Many may be surprised to learn that Post-traumatic Stress disorder (PTSD) is not limited to a return from duty or after the witness of a horrifying event. In fact, PTSD can occur after a dramatic or life-changing health event such as a heart attack, stroke or head injury.

As reported in this month’s Harvard Health Letter, the emotional and psychological distress accompanying PTSD can slow recovery and even exacerbate the progression of heart disease.

A special problem of heart-related PTSD is that the trauma comes from within. Sufferers are constantly on the alert for signs of an impending heart attack, such as a racing heart or shortness of breath.

The trouble is, these are also normal responses to physical activity or stress. Some people with heart-related PTSD go to great lengths to avoid these reminders—they stop climbing stairs, making love, or doing other activities that make the heart beat faster. Some stop taking medications that remind them of the heart attack.
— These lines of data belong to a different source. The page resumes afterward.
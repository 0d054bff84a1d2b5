/*
 * SPDX-License-Identifier: MPL-2.0
 */

//! Conversion tables for the fixed-field binary subtitle format.
//!
//! Each field kind has one process-wide immutable table mapping its file codes to semantic
//! values and human-readable descriptions. Decoding an absent code is an error carrying the
//! raw code; encoding is total, so a value missing from its table is a table-completeness bug
//! and panics.


use std::borrow::Borrow;
use std::collections::BTreeMap;
use std::fmt::Debug;

use once_cell::sync::Lazy;
use thiserror::Error as ThisError;

/// A file code has no entry in its conversion table.
#[derive(ThisError, Clone, Debug, Eq, PartialEq)]
#[error("unknown {kind} code {code:?}")]
pub struct UnknownCodeError {
    pub kind: &'static str,
    pub code: String,
}

#[derive(Clone, Copy, Debug, Eq, Hash, PartialEq)]
pub enum DisplayStandard {
    Undefined,
    OpenSubtitling,
    Level1Teletext,
    Level2Teletext,
}

#[derive(Clone, Copy, Debug, Eq, Hash, PartialEq)]
pub enum LanguageGroup {
    Latin,
    LatinCyrillic,
    LatinArabic,
    LatinGreek,
    LatinHebrew,
}

#[derive(Clone, Copy, Debug, Eq, Hash, PartialEq)]
pub enum TimecodeStatus {
    NotIntendedForUse,
    IntendedForUse,
}

#[derive(Clone, Copy, Debug, Eq, Hash, PartialEq)]
pub enum CumulativeStatus {
    NotCumulative,
    First,
    Intermediate,
    Last,
}

#[derive(Clone, Copy, Debug, Eq, Hash, PartialEq)]
pub enum Justification {
    None,
    Left,
    Centre,
    Right,
}

#[derive(Clone, Copy, Debug, Eq, Hash, PartialEq)]
pub enum Comment {
    No,
    Yes,
}

#[derive(Clone, Copy, Debug, Eq, Hash, PartialEq)]
pub enum Language {
    Unknown,
    Albanian,
    Breton,
    Catalan,
    Croatian,
    Welsh,
    Czech,
    Danish,
    German,
    English,
    Spanish,
    Esperanto,
    Estonian,
    Basque,
    Faroese,
    French,
    Frisian,
    Irish,
    Gaelic,
    Galacian,
    Icelandic,
    Italian,
    Lappish,
    Latin,
    Latvian,
    Luxemborgian,
    Lithuanian,
    Hungarian,
    Maltese,
    Dutch,
    Norwegian,
    Occitan,
    Polish,
    Portugese,
    Romanian,
    Romansh,
    Serbian,
    Slovak,
    Slovenian,
    Finnish,
    Swedish,
    Turkish,
    Flemish,
    Wallon,
    Amharic,
    Arabic,
    Armenian,
    Assamese,
    Azerbaijani,
    Bambora,
    Bielorussian,
    Bengali,
    Bulgarian,
    Burmese,
    Chinese,
    Churash,
    Dari,
    Fulani,
    Georgian,
    Greek,
    Gujurati,
    Gurani,
    Hausa,
    Hebrew,
    Hindi,
    Indonesian,
    Japanese,
    Kannada,
    Kazakh,
    Khmer,
    Korean,
    Laotian,
    Macedonian,
    Malagasay,
    Malaysian,
    Moldavian,
    Marathi,
    Ndebele,
    Nepali,
    Oriya,
    Papamiento,
    Persian,
    Punjabi,
    Pushtu,
    Quechua,
    Russian,
    Ruthenian,
    SerboCroat,
    Shona,
    Sinhalese,
    Somali,
    SrananTongo,
    Swahili,
    Tadzhik,
    Tamil,
    Tatar,
    Telugu,
    Thai,
    Ukranian,
    Urdu,
    Uzbek,
    Vietnamese,
    Zulu,
}

const DISPLAY_STANDARDS: &[(&str, DisplayStandard, &str)] = &[
    (" ", DisplayStandard::Undefined, "Undefined"),
    ("0", DisplayStandard::OpenSubtitling, "Open subtitling"),
    ("1", DisplayStandard::Level1Teletext, "Level-1 teletext"),
    ("2", DisplayStandard::Level2Teletext, "Level-2 teletext"),
];

const LANGUAGE_GROUPS: &[(&str, LanguageGroup, &str)] = &[
    ("00", LanguageGroup::Latin, "Latin"),
    ("01", LanguageGroup::LatinCyrillic, "Latin/Cyrillic"),
    ("02", LanguageGroup::LatinArabic, "Latin/Arabic"),
    ("03", LanguageGroup::LatinGreek, "Latin/Greek"),
    ("04", LanguageGroup::LatinHebrew, "Latin/Hebrew"),
];

const TIMECODE_STATUSES: &[(&str, TimecodeStatus, &str)] = &[
    ("0", TimecodeStatus::NotIntendedForUse, "Not intended for use"),
    ("1", TimecodeStatus::IntendedForUse, "Intended for use"),
];

const CUMULATIVE_STATUSES: &[(i32, CumulativeStatus, &str)] = &[
    (0, CumulativeStatus::NotCumulative, "Not part of a cumulative set"),
    (1, CumulativeStatus::First, "First subtitle of a cumulative set"),
    (2, CumulativeStatus::Intermediate, "Intermediate subtitle of a cumulative set"),
    (3, CumulativeStatus::Last, "Last subtitle of a cumulative set"),
];

const JUSTIFICATIONS: &[(i32, Justification, &str)] = &[
    (0, Justification::None, "None"),
    (1, Justification::Left, "Left"),
    (2, Justification::Centre, "Centre"),
    (3, Justification::Right, "Right"),
];

const COMMENTS: &[(i32, Comment, &str)] = &[
    (0, Comment::No, "Not a comment"),
    (1, Comment::Yes, "Comment"),
];

const LANGUAGES: &[(&str, Language, &str)] = &[
    ("00", Language::Unknown, "Unknown"),
    ("01", Language::Albanian, "Albanian"),
    ("02", Language::Breton, "Breton"),
    ("03", Language::Catalan, "Catalan"),
    ("04", Language::Croatian, "Croatian"),
    ("05", Language::Welsh, "Welsh"),
    ("06", Language::Czech, "Czech"),
    ("07", Language::Danish, "Danish"),
    ("08", Language::German, "German"),
    ("09", Language::English, "English"),
    ("0A", Language::Spanish, "Spanish"),
    ("0B", Language::Esperanto, "Esperanto"),
    ("0C", Language::Estonian, "Estonian"),
    ("0D", Language::Basque, "Basque"),
    ("0E", Language::Faroese, "Faroese"),
    ("0F", Language::French, "French"),
    ("10", Language::Frisian, "Frisian"),
    ("11", Language::Irish, "Irish"),
    ("12", Language::Gaelic, "Gaelic"),
    ("13", Language::Galacian, "Galacian"),
    ("14", Language::Icelandic, "Icelandic"),
    ("15", Language::Italian, "Italian"),
    ("16", Language::Lappish, "Lappish"),
    ("17", Language::Latin, "Latin"),
    ("18", Language::Latvian, "Latvian"),
    ("19", Language::Luxemborgian, "Luxemborgian"),
    ("1A", Language::Lithuanian, "Lithuanian"),
    ("1B", Language::Hungarian, "Hungarian"),
    ("1C", Language::Maltese, "Maltese"),
    ("1D", Language::Dutch, "Dutch"),
    ("1E", Language::Norwegian, "Norwegian"),
    ("1F", Language::Occitan, "Occitan"),
    ("20", Language::Polish, "Polish"),
    ("21", Language::Portugese, "Portugese"),
    ("22", Language::Romanian, "Romanian"),
    ("23", Language::Romansh, "Romansh"),
    ("24", Language::Serbian, "Serbian"),
    ("25", Language::Slovak, "Slovak"),
    ("26", Language::Slovenian, "Slovenian"),
    ("27", Language::Finnish, "Finnish"),
    ("28", Language::Swedish, "Swedish"),
    ("29", Language::Turkish, "Turkish"),
    ("2A", Language::Flemish, "Flemish"),
    ("2B", Language::Wallon, "Wallon"),
    ("7F", Language::Amharic, "Amharic"),
    ("7E", Language::Arabic, "Arabic"),
    ("7D", Language::Armenian, "Armenian"),
    ("7C", Language::Assamese, "Assamese"),
    ("7B", Language::Azerbaijani, "Azerbaijani"),
    ("7A", Language::Bambora, "Bambora"),
    ("79", Language::Bielorussian, "Bielorussian"),
    ("78", Language::Bengali, "Bengali"),
    ("77", Language::Bulgarian, "Bulgarian"),
    ("76", Language::Burmese, "Burmese"),
    ("75", Language::Chinese, "Chinese"),
    ("74", Language::Churash, "Churash"),
    ("73", Language::Dari, "Dari"),
    ("72", Language::Fulani, "Fulani"),
    ("71", Language::Georgian, "Georgian"),
    ("70", Language::Greek, "Greek"),
    ("6F", Language::Gujurati, "Gujurati"),
    ("6E", Language::Gurani, "Gurani"),
    ("6D", Language::Hausa, "Hausa"),
    ("6C", Language::Hebrew, "Hebrew"),
    ("6B", Language::Hindi, "Hindi"),
    ("6A", Language::Indonesian, "Indonesian"),
    ("69", Language::Japanese, "Japanese"),
    ("68", Language::Kannada, "Kannada"),
    ("67", Language::Kazakh, "Kazakh"),
    ("66", Language::Khmer, "Khmer"),
    ("65", Language::Korean, "Korean"),
    ("64", Language::Laotian, "Laotian"),
    ("63", Language::Macedonian, "Macedonian"),
    ("62", Language::Malagasay, "Malagasay"),
    ("61", Language::Malaysian, "Malaysian"),
    ("60", Language::Moldavian, "Moldavian"),
    ("5F", Language::Marathi, "Marathi"),
    ("5E", Language::Ndebele, "Ndebele"),
    ("5D", Language::Nepali, "Nepali"),
    ("5C", Language::Oriya, "Oriya"),
    ("5B", Language::Papamiento, "Papamiento"),
    ("5A", Language::Persian, "Persian"),
    ("59", Language::Punjabi, "Punjabi"),
    ("58", Language::Pushtu, "Pushtu"),
    ("57", Language::Quechua, "Quechua"),
    ("56", Language::Russian, "Russian"),
    ("55", Language::Ruthenian, "Ruthenian"),
    ("54", Language::SerboCroat, "Serbo-Croat"),
    ("53", Language::Shona, "Shona"),
    ("52", Language::Sinhalese, "Sinhalese"),
    ("51", Language::Somali, "Somali"),
    ("50", Language::SrananTongo, "Sranan Tongo"),
    ("4F", Language::Swahili, "Swahili"),
    ("4E", Language::Tadzhik, "Tadzhik"),
    ("4D", Language::Tamil, "Tamil"),
    ("4C", Language::Tatar, "Tatar"),
    ("4B", Language::Telugu, "Telugu"),
    ("4A", Language::Thai, "Thai"),
    ("49", Language::Ukranian, "Ukranian"),
    ("48", Language::Urdu, "Urdu"),
    ("47", Language::Uzbek, "Uzbek"),
    ("46", Language::Vietnamese, "Vietnamese"),
    ("45", Language::Zulu, "Zulu"),
];

struct Code<T> {
    value: T,
    description: &'static str,
}

/// The conversion tables, one map per field kind.
pub struct StlTables {
    display_standard: BTreeMap<&'static str, Code<DisplayStandard>>,
    language_group: BTreeMap<&'static str, Code<LanguageGroup>>,
    language: BTreeMap<&'static str, Code<Language>>,
    timecode_status: BTreeMap<&'static str, Code<TimecodeStatus>>,
    cumulative_status: BTreeMap<i32, Code<CumulativeStatus>>,
    justification: BTreeMap<i32, Code<Justification>>,
    comment: BTreeMap<i32, Code<Comment>>,
}

static TABLES: Lazy<StlTables> = Lazy::new(|| StlTables {
    display_standard: build(DISPLAY_STANDARDS),
    language_group: build(LANGUAGE_GROUPS),
    language: build(LANGUAGES),
    timecode_status: build(TIMECODE_STATUSES),
    cumulative_status: build(CUMULATIVE_STATUSES),
    justification: build(JUSTIFICATIONS),
    comment: build(COMMENTS),
});

/// The shared table set, built once on first use and immutable afterwards.
pub fn tables() -> &'static StlTables {
    &TABLES
}

fn build<K, T>(entries: &'static [(K, T, &'static str)]) -> BTreeMap<K, Code<T>>
where
    K: Copy + Ord,
    T: Copy,
{
    entries
        .iter()
        .map(|&(code, value, description)| (code, Code { value, description }))
        .collect()
}

fn decode<K, Q, T>(
    map: &BTreeMap<K, Code<T>>,
    kind: &'static str,
    code: &Q,
) -> Result<T, UnknownCodeError>
where
    K: Borrow<Q> + Ord,
    Q: Ord + ToString + ?Sized,
    T: Copy,
{
    map.get(code).map(|c| c.value).ok_or_else(|| UnknownCodeError {
        kind,
        code: code.to_string(),
    })
}

fn encode<K, T>(map: &BTreeMap<K, Code<T>>, kind: &'static str, value: T) -> K
where
    K: Copy + Ord,
    T: Copy + Debug + PartialEq,
{
    match map.iter().find(|(_, code)| code.value == value) {
        Some((key, _)) => *key,
        None => panic!("no {} file code for {:?}", kind, value),
    }
}

fn describe<K, T>(map: &BTreeMap<K, Code<T>>, kind: &'static str, value: T) -> &'static str
where
    K: Ord,
    T: Copy + Debug + PartialEq,
{
    match map.values().find(|code| code.value == value) {
        Some(code) => code.description,
        None => panic!("no {} description for {:?}", kind, value),
    }
}

impl StlTables {
    pub fn display_standard_from_file(
        &self,
        code: &str,
    ) -> Result<DisplayStandard, UnknownCodeError> {
        decode(&self.display_standard, "display standard", code)
    }

    pub fn language_group_from_file(&self, code: &str) -> Result<LanguageGroup, UnknownCodeError> {
        decode(&self.language_group, "language group", code)
    }

    pub fn language_from_file(&self, code: &str) -> Result<Language, UnknownCodeError> {
        decode(&self.language, "language", code)
    }

    pub fn timecode_status_from_file(
        &self,
        code: &str,
    ) -> Result<TimecodeStatus, UnknownCodeError> {
        decode(&self.timecode_status, "timecode status", code)
    }

    pub fn cumulative_status_from_file(
        &self,
        code: i32,
    ) -> Result<CumulativeStatus, UnknownCodeError> {
        decode(&self.cumulative_status, "cumulative status", &code)
    }

    pub fn justification_from_file(&self, code: i32) -> Result<Justification, UnknownCodeError> {
        decode(&self.justification, "justification", &code)
    }

    pub fn comment_from_file(&self, code: i32) -> Result<Comment, UnknownCodeError> {
        decode(&self.comment, "comment", &code)
    }

    pub fn display_standard_to_file(&self, value: DisplayStandard) -> &'static str {
        encode(&self.display_standard, "display standard", value)
    }

    pub fn language_group_to_file(&self, value: LanguageGroup) -> &'static str {
        encode(&self.language_group, "language group", value)
    }

    pub fn language_to_file(&self, value: Language) -> &'static str {
        encode(&self.language, "language", value)
    }

    pub fn timecode_status_to_file(&self, value: TimecodeStatus) -> &'static str {
        encode(&self.timecode_status, "timecode status", value)
    }

    pub fn cumulative_status_to_file(&self, value: CumulativeStatus) -> i32 {
        encode(&self.cumulative_status, "cumulative status", value)
    }

    pub fn justification_to_file(&self, value: Justification) -> i32 {
        encode(&self.justification, "justification", value)
    }

    pub fn comment_to_file(&self, value: Comment) -> i32 {
        encode(&self.comment, "comment", value)
    }

    pub fn display_standard_description(&self, value: DisplayStandard) -> &'static str {
        describe(&self.display_standard, "display standard", value)
    }

    pub fn language_group_description(&self, value: LanguageGroup) -> &'static str {
        describe(&self.language_group, "language group", value)
    }

    pub fn language_description(&self, value: Language) -> &'static str {
        describe(&self.language, "language", value)
    }

    pub fn timecode_status_description(&self, value: TimecodeStatus) -> &'static str {
        describe(&self.timecode_status, "timecode status", value)
    }

    pub fn cumulative_status_description(&self, value: CumulativeStatus) -> &'static str {
        describe(&self.cumulative_status, "cumulative status", value)
    }

    pub fn justification_description(&self, value: Justification) -> &'static str {
        describe(&self.justification, "justification", value)
    }

    pub fn comment_description(&self, value: Comment) -> &'static str {
        describe(&self.comment, "comment", value)
    }

    /// Finds a language by its human-readable description.
    ///
    /// Descriptions come from outside the format and sometimes use foreign or partial
    /// spellings, so a miss is expected and not an error.
    pub fn language_from_description(&self, description: &str) -> Option<Language> {
        self.language
            .values()
            .find(|code| code.description.eq_ignore_ascii_case(description))
            .map(|code| code.value)
    }
}
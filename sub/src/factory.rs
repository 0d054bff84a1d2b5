/*
 * SPDX-License-Identifier: MPL-2.0
 */

//! Picks and runs a reader for a file on disk.
//!
//! Dispatch is by lowercased extension. `.stl` is ambiguous between the text and binary
//! formats, so the first bytes are sniffed: a binary file's disk format code places the
//! ASCII text "STL" at bytes 3 to 5. Unrecognized extensions (including the XML-wrapped
//! reel formats, which this crate does not read) yield no reader rather than an error.


use std::fs::File;
use std::io::{Error as IoError, Read, Seek, SeekFrom};
use std::path::Path;

use thiserror::Error as ThisError;

use crate::ssa::{SsaError, SsaReader};
use crate::stlbinary::{StlBinaryError, StlBinaryReader};
use crate::stltext::{StlTextError, StlTextReader};
use crate::subrip::{SubripError, SubripReader};
use crate::Reader;

pub type FactoryResult<T> = Result<T, FactoryError>;

#[derive(ThisError, Debug)]
pub enum FactoryError {
    #[error("IO error opening subtitle file")]
    Io {
        #[from]
        source: IoError,
    },
    #[error("SubRip parse error")]
    Subrip {
        #[from]
        source: SubripError,
    },
    #[error("SubStation Alpha parse error")]
    Ssa {
        #[from]
        source: SsaError,
    },
    #[error("text subtitle parse error")]
    StlText {
        #[from]
        source: StlTextError,
    },
    #[error("binary subtitle parse error")]
    StlBinary {
        #[from]
        source: StlBinaryError,
    },
}

/// Constructs the reader matching `path`, parsing the file to completion, or `None` when the
/// format is not recognized.
pub fn reader_for(path: &Path) -> FactoryResult<Option<Box<dyn Reader>>> {
    let extension = path
        .extension()
        .and_then(|e| e.to_str())
        .map(|e| e.to_ascii_lowercase());

    match extension.as_deref() {
        Some("srt") => Ok(Some(Box::new(SubripReader::new(File::open(path)?)?))),
        Some("ssa") | Some("ass") => Ok(Some(Box::new(SsaReader::new(File::open(path)?)?))),
        Some("stl") => {
            let mut file = File::open(path)?;
            let mut header = Vec::new();
            file.by_ref().take(11).read_to_end(&mut header)?;
            file.seek(SeekFrom::Start(0))?;

            if header.len() == 11 && &header[3..6] == b"STL" {
                Ok(Some(Box::new(StlBinaryReader::new(file)?)))
            } else {
                Ok(Some(Box::new(StlTextReader::new(file)?)))
            }
        }
        _ => Ok(None),
    }
}
/*
 * SPDX-License-Identifier: CC0-1.0
 */

use super::*;
use crate::subtitle::VerticalPosition;
use crate::time::Time;

const HEADER: &str = "[Script Info]\nTitle: test\n\n[Events]\n\
    Format: Layer, Start, End, Style, Name, MarginL, MarginR, MarginV, Effect, Text\n";

#[test]
fn test_dialogue() {
    let reader = SsaReader::from_string(&format!(
        "{HEADER}Dialogue: 0,0:00:01.00,0:00:02.50,Default,,0,0,0,,Hello world\n"
    ))
    .unwrap();

    let raw = reader.raw_subtitles();
    assert_eq!(raw.len(), 1);
    assert_eq!(raw[0].text, "Hello world");
    assert_eq!(raw[0].from, Time::from_hms(0, 0, 1, 0));
    assert_eq!(raw[0].to, Time::from_hms(0, 0, 2, 500));
}

#[test]
fn test_style_overrides() {
    let reader = SsaReader::from_string(&format!(
        "{HEADER}Dialogue: 0,0:00:01.00,0:00:02.00,Default,,0,0,0,,plain {{\\b1}}bold{{\\b0}} plain\n"
    ))
    .unwrap();

    let raw = reader.raw_subtitles();
    assert_eq!(raw.len(), 3);
    assert!(!raw[0].bold);
    assert!(raw[1].bold);
    assert_eq!(raw[1].text, "bold");
    assert!(!raw[2].bold);
}

#[test]
fn test_combined_overrides() {
    let reader = SsaReader::from_string(&format!(
        "{HEADER}Dialogue: 0,0:00:01.00,0:00:02.00,Default,,0,0,0,,{{\\i1\\u1}}both\n"
    ))
    .unwrap();

    let raw = reader.raw_subtitles();
    assert_eq!(raw.len(), 1);
    assert!(raw[0].italic);
    assert!(raw[0].underline);
}

#[test]
fn test_unknown_override_is_ignored() {
    let reader = SsaReader::from_string(&format!(
        "{HEADER}Dialogue: 0,0:00:01.00,0:00:02.00,Default,,0,0,0,,{{\\pos(10,20)}}text\n"
    ))
    .unwrap();

    let raw = reader.raw_subtitles();
    assert_eq!(raw.len(), 1);
    assert_eq!(raw[0].text, "text");
}

#[test]
fn test_line_break_moves_down() {
    let reader = SsaReader::from_string(&format!(
        "{HEADER}Dialogue: 0,0:00:01.00,0:00:02.00,Default,,0,0,0,,upper\\Nlower\n"
    ))
    .unwrap();

    let raw = reader.raw_subtitles();
    assert_eq!(raw.len(), 2);
    assert_eq!(raw[0].vertical_position, VerticalPosition::Lines { line: 0, lines: 32 });
    assert_eq!(raw[1].vertical_position, VerticalPosition::Lines { line: 1, lines: 32 });
}

#[test]
fn test_text_may_contain_commas() {
    let reader = SsaReader::from_string(&format!(
        "{HEADER}Dialogue: 0,0:00:01.00,0:00:02.00,Default,,0,0,0,,one, two, three\n"
    ))
    .unwrap();

    assert_eq!(reader.raw_subtitles()[0].text, "one, two, three");
}

#[test]
fn test_dialogue_without_format() {
    let result = SsaReader::from_string(
        "[Events]\nDialogue: 0,0:00:01.00,0:00:02.00,Default,,0,0,0,,text\n",
    );
    match result {
        Err(SsaError::Format { expected, .. }) => {
            assert_eq!(expected, "a Format line before the first Dialogue");
        }
        other => panic!("expected a format error, got {:?}", other.map(|_| ())),
    }
}

#[test]
fn test_short_dialogue_line() {
    let result = SsaReader::from_string(&format!("{HEADER}Dialogue: 0,0:00:01.00\n"));
    assert!(matches!(result, Err(SsaError::Format { .. })));
}

#[test]
fn test_other_sections_are_ignored() {
    let reader = SsaReader::from_string(
        "[V4 Styles]\nFormat: Name, Fontname\nStyle: Default,Arial\n\n[Events]\n\
         Format: Start, End, Text\nDialogue: 0:00:01.00,0:00:02.00,text\n",
    )
    .unwrap();

    assert_eq!(reader.raw_subtitles().len(), 1);
}

#[test]
fn test_malformed_time() {
    let result = SsaReader::from_string(&format!(
        "{HEADER}Dialogue: 0,0:00:01,0:00:02.00,Default,,0,0,0,,text\n"
    ));
    assert!(matches!(result, Err(SsaError::Format { .. })));
}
Four questions can help identify PTSD:
• Do you think about the event when you don’t want to?
• Do you avoid situations, thoughts, or feelings that remind you of it?
• Do you feel constantly on alert?
• Are you feeling detached from family and friends?

Treatment of PTSD often begins with talk therapy that aims to help a person come to terms with a traumatic event by conjuring up memories of it in a safe situation. Reconnecting with people, interests, and activities is another goal of therapy. Some people also benefit from taking an antidepressant.

The bottom line: Recognizing the signs of PTSD and getting help will be good for your heart, your health, and your life.